So a few years back, I had a bit of a medical scare. Strange, unexplainable bloating in my abdomen that turned out to be two large ovarian cysts. It was extra stressful because I took a blood test that looks for cancer markers in your blood, and it came back positive. On top of that, PDmom and PDmil made it all about them, as you can imagine. (PDmil demanded she be allowed to come to the surgery -- H put the kibosh on that, thankfully -- and kept listing all of the people she's known who have died from ovarian cancer.)

The surgery went well. The biopsy on the cysts came back negative -- it turns out I have a chronic illness that can induce a false positive on the cancer marker test. My surgeon was able to leave both ovaries intact. All is well.

This was relayed and explained to MIL, but at some point maybe a year following my surgery, she said to my husband, out of the blue, "I'm sorry you can't have children." My husband was simultaneously baffled and also so deep in gray rock that he didn't ask her WTF she was talking about.

So now it's been a few years, and suddenly the comment has resurfaced -- PDmil's brother just had his first grandchild, and every time this baby comes up, MIL "apologizes" to my husband that we "can't have kids."

All along, I've been assuming that MIL must have read up on my chronic illness and noted that it's a common cause of fertility issues and just leaped to the conclusion that this is why we don't have kids. But my husband and I were discussing this recently, and I brought up this explanation, and he said no, that's not what he thinks is going on.

H: I think she thinks you had a hysterectomy.
Me: Uhhh... why would she think that?
H: Well when I was a kid, my stepmom had to have surgery. My mom, for some reason, decided it was a hysterectomy, even though I told her it wasn't. I mean, my stepmom got pregnant not long after that, so it was definitely not a hysterectomy.

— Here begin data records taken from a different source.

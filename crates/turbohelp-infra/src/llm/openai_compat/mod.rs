//! OpenAI-compatible LLM provider implementation.
//!
//! Sends non-streaming requests to `{base_url}/chat/completions` with a
//! bearer credential. GitHub Models is the default endpoint; any other
//! OpenAI-compatible API works by changing the base URL.
//!
//! The request timeout is explicit (see [`OpenAiCompatConfig::timeout`]) and
//! the client never retries: one call to [`LlmProvider::complete`] is one
//! HTTP request.

pub mod config;
pub mod types;

use reqwest::StatusCode;
use secrecy::{ExposeSecret, SecretString};

use turbohelp_core::llm::provider::LlmProvider;
use turbohelp_types::llm::{CompletionRequest, CompletionResult, LlmError};

use self::config::{CONNECT_TIMEOUT, OpenAiCompatConfig};
use self::types::{ApiErrorBody, ChatCompletionsRequest, ChatCompletionsResponse};

/// Unified provider for any OpenAI-compatible chat-completions API.
///
/// # API Key Security
///
/// The API key is stored as a [`SecretString`] and is only exposed when
/// building the `Authorization` header. The type does not implement `Debug`.
pub struct OpenAiCompatibleProvider {
    client: reqwest::Client,
    api_key: SecretString,
    base_url: String,
    provider_name: String,
}

impl OpenAiCompatibleProvider {
    /// Create a new provider from a configuration.
    ///
    /// # Errors
    ///
    /// Returns [`LlmError::Transport`] if the HTTP client cannot be built
    /// (e.g., the TLS backend fails to initialize).
    pub fn new(config: OpenAiCompatConfig) -> Result<Self, LlmError> {
        let client = reqwest::Client::builder()
            .timeout(config.timeout)
            .connect_timeout(CONNECT_TIMEOUT)
            .build()
            .map_err(|e| LlmError::Transport(format!("failed to create HTTP client: {e}")))?;

        Ok(Self {
            client,
            api_key: config.api_key,
            base_url: config.base_url.trim_end_matches('/').to_string(),
            provider_name: config.provider_name,
        })
    }

    fn completions_url(&self) -> String {
        format!("{}/chat/completions", self.base_url)
    }
}

impl LlmProvider for OpenAiCompatibleProvider {
    fn name(&self) -> &str {
        &self.provider_name
    }

    async fn complete(&self, request: &CompletionRequest) -> Result<CompletionResult, LlmError> {
        let body = ChatCompletionsRequest {
            model: &request.model,
            messages: &request.messages,
            temperature: request.temperature,
            max_tokens: request.max_tokens,
            top_p: request.top_p,
        };

        let response = self
            .client
            .post(self.completions_url())
            .bearer_auth(self.api_key.expose_secret())
            .json(&body)
            .send()
            .await
            .map_err(map_transport_error)?;

        let status = response.status();
        let text = response.text().await.map_err(map_transport_error)?;

        if !status.is_success() {
            let message = upstream_error_message(status, &text);
            return Err(match status {
                StatusCode::UNAUTHORIZED | StatusCode::FORBIDDEN => {
                    LlmError::AuthenticationFailed(message)
                }
                StatusCode::TOO_MANY_REQUESTS => LlmError::RateLimited(message),
                _ => LlmError::Status {
                    status: status.as_u16(),
                    message,
                },
            });
        }

        let parsed: ChatCompletionsResponse = serde_json::from_str(&text)
            .map_err(|e| LlmError::Deserialization(format!("failed to parse response: {e}")))?;

        let choice = parsed.choices.into_iter().next().ok_or(LlmError::EmptyResponse)?;

        tracing::debug!(
            id = ?parsed.id,
            model = ?parsed.model,
            finish_reason = ?choice.finish_reason,
            "completion received"
        );

        Ok(CompletionResult {
            reply_text: choice.message.content.unwrap_or_default(),
            usage: parsed.usage,
        })
    }
}

fn map_transport_error(err: reqwest::Error) -> LlmError {
    if err.is_timeout() {
        LlmError::Timeout(err.to_string())
    } else {
        LlmError::Transport(err.to_string())
    }
}

/// Pull the human-readable message out of an upstream error body.
fn upstream_error_message(status: StatusCode, body: &str) -> String {
    if let Ok(parsed) = serde_json::from_str::<ApiErrorBody>(body) {
        return parsed.error.message;
    }
    let trimmed = body.trim();
    if trimmed.is_empty() {
        status.canonical_reason().unwrap_or("unknown error").to_string()
    } else {
        trimmed.to_string()
    }
}

#[cfg(test)]
mod tests {
    use super::*;
    use std::sync::{Arc, Mutex};
    use std::time::Duration;

    use axum::extract::State;
    use axum::http::HeaderMap;
    use axum::routing::post;
    use axum::{Json, Router};
    use serde_json::{Value, json};
    use turbohelp_types::chat::ConversationTurn;
    use turbohelp_types::llm::SamplingParams;

    /// Bind a stub upstream on an ephemeral port and return its base URL.
    async fn spawn_upstream(router: Router) -> String {
        let listener = tokio::net::TcpListener::bind("127.0.0.1:0").await.unwrap();
        let addr = listener.local_addr().unwrap();
        tokio::spawn(async move {
            axum::serve(listener, router).await.unwrap();
        });
        format!("http://{addr}")
    }

    fn provider_for(base_url: String, timeout: Duration) -> OpenAiCompatibleProvider {
        OpenAiCompatibleProvider::new(OpenAiCompatConfig {
            provider_name: "stub".into(),
            base_url,
            api_key: SecretString::from("ghp_test_token".to_string()),
            timeout,
        })
        .unwrap()
    }

    fn sample_request() -> CompletionRequest {
        let params = SamplingParams::RELAY;
        CompletionRequest {
            model: "openai/gpt-4o".to_string(),
            messages: vec![
                ConversationTurn::system("You are TurboHelp"),
                ConversationTurn::user("What helmet do I need?"),
            ],
            temperature: params.temperature,
            max_tokens: params.max_tokens,
            top_p: params.top_p,
        }
    }

    #[derive(Clone, Default)]
    struct Captured {
        body: Arc<Mutex<Option<Value>>>,
        auth: Arc<Mutex<Option<String>>>,
    }

    async fn capture_and_reply(
        State(captured): State<Captured>,
        headers: HeaderMap,
        Json(body): Json<Value>,
    ) -> Json<Value> {
        *captured.body.lock().unwrap() = Some(body);
        *captured.auth.lock().unwrap() = headers
            .get("authorization")
            .and_then(|v| v.to_str().ok())
            .map(str::to_string);
        Json(json!({
            "id": "chatcmpl-1",
            "model": "gpt-4o",
            "choices": [{
                "index": 0,
                "message": { "role": "assistant", "content": "A DOT approved full face helmet." },
                "finish_reason": "stop"
            }],
            "usage": { "prompt_tokens": 900, "completion_tokens": 12, "total_tokens": 912 }
        }))
    }

    #[tokio::test]
    async fn test_complete_sends_openai_shape() {
        let captured = Captured::default();
        let router = Router::new()
            .route("/chat/completions", post(capture_and_reply))
            .with_state(captured.clone());
        let base_url = spawn_upstream(router).await;
        let provider = provider_for(format!("{base_url}/"), Duration::from_secs(5));

        let result = provider.complete(&sample_request()).await.unwrap();
        assert_eq!(result.reply_text, "A DOT approved full face helmet.");
        let usage = result.usage.unwrap();
        assert_eq!(usage.prompt_tokens, Some(json!(900)));
        assert_eq!(usage.total_tokens, Some(json!(912)));

        let body = captured.body.lock().unwrap().clone().unwrap();
        assert_eq!(body["model"], "openai/gpt-4o");
        assert_eq!(body["temperature"], 0.8);
        assert_eq!(body["max_tokens"], 1024);
        assert_eq!(body["top_p"], 1.0);
        assert_eq!(
            body["messages"],
            json!([
                { "role": "system", "content": "You are TurboHelp" },
                { "role": "user", "content": "What helmet do I need?" }
            ])
        );
        assert_eq!(
            captured.auth.lock().unwrap().as_deref(),
            Some("Bearer ghp_test_token")
        );
    }

    #[tokio::test]
    async fn test_complete_null_content_is_empty_reply() {
        let router = Router::new().route(
            "/chat/completions",
            post(|| async {
                Json(json!({ "choices": [{ "message": { "role": "assistant", "content": null } }] }))
            }),
        );
        let provider = provider_for(spawn_upstream(router).await, Duration::from_secs(5));

        let result = provider.complete(&sample_request()).await.unwrap();
        assert_eq!(result.reply_text, "");
        assert!(result.usage.is_none());
    }

    #[tokio::test]
    async fn test_complete_maps_error_status_with_message() {
        let router = Router::new().route(
            "/chat/completions",
            post(|| async {
                (
                    axum::http::StatusCode::INTERNAL_SERVER_ERROR,
                    Json(json!({ "error": { "message": "upstream exploded", "code": "server_error" } })),
                )
            }),
        );
        let provider = provider_for(spawn_upstream(router).await, Duration::from_secs(5));

        match provider.complete(&sample_request()).await {
            Err(LlmError::Status { status, message }) => {
                assert_eq!(status, 500);
                assert_eq!(message, "upstream exploded");
            }
            other => panic!("expected Status error, got {other:?}"),
        }
    }

    #[tokio::test]
    async fn test_complete_maps_unauthorized() {
        let router = Router::new().route(
            "/chat/completions",
            post(|| async {
                (
                    axum::http::StatusCode::UNAUTHORIZED,
                    Json(json!({ "error": { "message": "Bad credentials" } })),
                )
            }),
        );
        let provider = provider_for(spawn_upstream(router).await, Duration::from_secs(5));

        let err = provider.complete(&sample_request()).await.unwrap_err();
        assert!(matches!(err, LlmError::AuthenticationFailed(ref m) if m == "Bad credentials"));
    }

    #[tokio::test]
    async fn test_complete_maps_rate_limit_plain_text() {
        let router = Router::new().route(
            "/chat/completions",
            post(|| async { (axum::http::StatusCode::TOO_MANY_REQUESTS, "slow down") }),
        );
        let provider = provider_for(spawn_upstream(router).await, Duration::from_secs(5));

        let err = provider.complete(&sample_request()).await.unwrap_err();
        assert!(matches!(err, LlmError::RateLimited(ref m) if m == "slow down"));
    }

    #[tokio::test]
    async fn test_complete_rejects_empty_choices() {
        let router = Router::new().route(
            "/chat/completions",
            post(|| async { Json(json!({ "choices": [] })) }),
        );
        let provider = provider_for(spawn_upstream(router).await, Duration::from_secs(5));

        let err = provider.complete(&sample_request()).await.unwrap_err();
        assert!(matches!(err, LlmError::EmptyResponse));
    }

    #[tokio::test]
    async fn test_complete_rejects_malformed_body() {
        let router = Router::new().route("/chat/completions", post(|| async { "not json" }));
        let provider = provider_for(spawn_upstream(router).await, Duration::from_secs(5));

        let err = provider.complete(&sample_request()).await.unwrap_err();
        assert!(matches!(err, LlmError::Deserialization(_)));
    }

    #[tokio::test]
    async fn test_complete_times_out() {
        let router = Router::new().route(
            "/chat/completions",
            post(|| async {
                tokio::time::sleep(Duration::from_secs(5)).await;
                Json(json!({ "choices": [] }))
            }),
        );
        let provider = provider_for(spawn_upstream(router).await, Duration::from_millis(200));

        let err = provider.complete(&sample_request()).await.unwrap_err();
        assert!(matches!(err, LlmError::Timeout(_)), "got {err:?}");
    }

    #[tokio::test]
    async fn test_complete_connection_refused_is_transport_error() {
        let listener = tokio::net::TcpListener::bind("127.0.0.1:0").await.unwrap();
        let addr = listener.local_addr().unwrap();
        drop(listener);

        let provider = provider_for(format!("http://{addr}"), Duration::from_secs(5));
        let err = provider.complete(&sample_request()).await.unwrap_err();
        assert!(matches!(err, LlmError::Transport(_)), "got {err:?}");
    }

    #[test]
    fn test_completions_url_trims_trailing_slash() {
        let provider = provider_for(
            "https://models.github.ai/inference/".to_string(),
            Duration::from_secs(60),
        );
        assert_eq!(
            provider.completions_url(),
            "https://models.github.ai/inference/chat/completions"
        );
    }

    #[test]
    fn test_upstream_error_message_fallbacks() {
        assert_eq!(
            upstream_error_message(StatusCode::BAD_GATEWAY, "  "),
            "Bad Gateway"
        );
        assert_eq!(
            upstream_error_message(StatusCode::BAD_GATEWAY, "<html>proxy</html>"),
            "<html>proxy</html>"
        );
    }
}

:aaauuugh: :aaauuugh: :aaauuugh:

Part of me is shocked that she is this unhinged, but if I'm honest, this is classic MIL:

  • a novel/unexpected event happens (surgery! possible cancer diagnosis!!!)
  • event is wrapped up in somewhat anticlimactic fashion (I'm perfectly fine.  >:()
  • disappointed in the anticlimax, MIL begins fantasizing about what COULD have happened (I could have DIED! or had a hysterectomy and been rendered BARREN!)
  • enchanted with her fantasy version of events, MIL eventually forgets what actually happened. fantasy is now fact. (me = uterus-less.)
  • having forgotten the actual facts, MIL now has conversations with other people as if her fantasy version of events is real. ("I'm sorry you can't have kids.")

The silver lining is that it's gotten us out of the Grandkids Debate. :sly: Of course bringing up someone's supposed infertility at every opportunity is pretty awful behavior (also classic MIL), and there's simply no telling how many people she's told about my "infertility," but since it's not actually true, my husband and I just kind of chuckle about it.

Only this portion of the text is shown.